** WHAT YOU HAVE TO DO **
Restate the entries below verbatim.

** PROVIDED MATERIAL **
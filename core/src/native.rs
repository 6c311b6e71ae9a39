// Boundary contract with the vendor SDK
//
// The host implements this trait over the platform glue (Kotlin/Swift). The
// bridge calls exactly these methods and nothing else.

use async_trait::async_trait;

use crate::config::{ConfigureRequest, UserProperties};
use crate::error::NativeError;

#[cfg_attr(test, mockall::automock)]
#[async_trait]
pub trait NativeBeaconModule: Send + Sync {
    /// Must succeed before `start_scanning`.
    async fn configure(&self, request: ConfigureRequest) -> Result<(), NativeError>;

    async fn start_scanning(&self) -> Result<(), NativeError>;

    /// Idempotent on the native side.
    async fn stop_scanning(&self) -> Result<(), NativeError>;

    async fn is_scanning(&self) -> Result<bool, NativeError>;

    async fn set_user_properties(&self, properties: UserProperties) -> Result<(), NativeError>;

    async fn clear_user_properties(&self) -> Result<(), NativeError>;

    /// iOS only: every sub-permission collapsed into one flag.
    async fn check_permissions(&self) -> Result<bool, NativeError>;

    /// iOS only: runs the SDK's own consent flow.
    async fn request_permissions(&self) -> Result<bool, NativeError>;
}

** RESPONSE **
filename core/src/native.rs
repository 6c311b6e71ae9a39
// Boundary contract with the vendor SDK
//
// The host implements this trait over the platform glue (Kotlin/Swift). The
// bridge calls exactly these methods and nothing else.

use async_trait::async_trait;

use crate::config::{ConfigureRequest, UserProperties};
use crate::error::NativeError;

#[cfg_attr(test, mockall::automock)]
#[async_trait]
pub trait NativeBeaconModule: Send + Sync {
    /// Must succeed before `start_scanning`.
    async fn configure(&self, request: ConfigureRequest) -> Result<(), NativeError>;

    async fn start_scanning(&self) -> Result<(), NativeError>;

    /// Idempotent on the native side.
    async fn stop_scanning(&self) -> Result<(), NativeError>;

    async fn is_scanning(&self) -> Result<bool, NativeError>;

    async fn set_user_properties(&self, properties: UserProperties) -> Result<(), NativeError>;

    async fn clear_user_properties(&self) -> Result<(), NativeError>;

    /// iOS only: every sub-permission collapsed into one flag.
    async fn check_permissions(&self) -> Result<bool, NativeError>;

    /// iOS only: runs the SDK's own consent flow.
    async fn request_permissions(&self) -> Result<bool, NativeError>;
}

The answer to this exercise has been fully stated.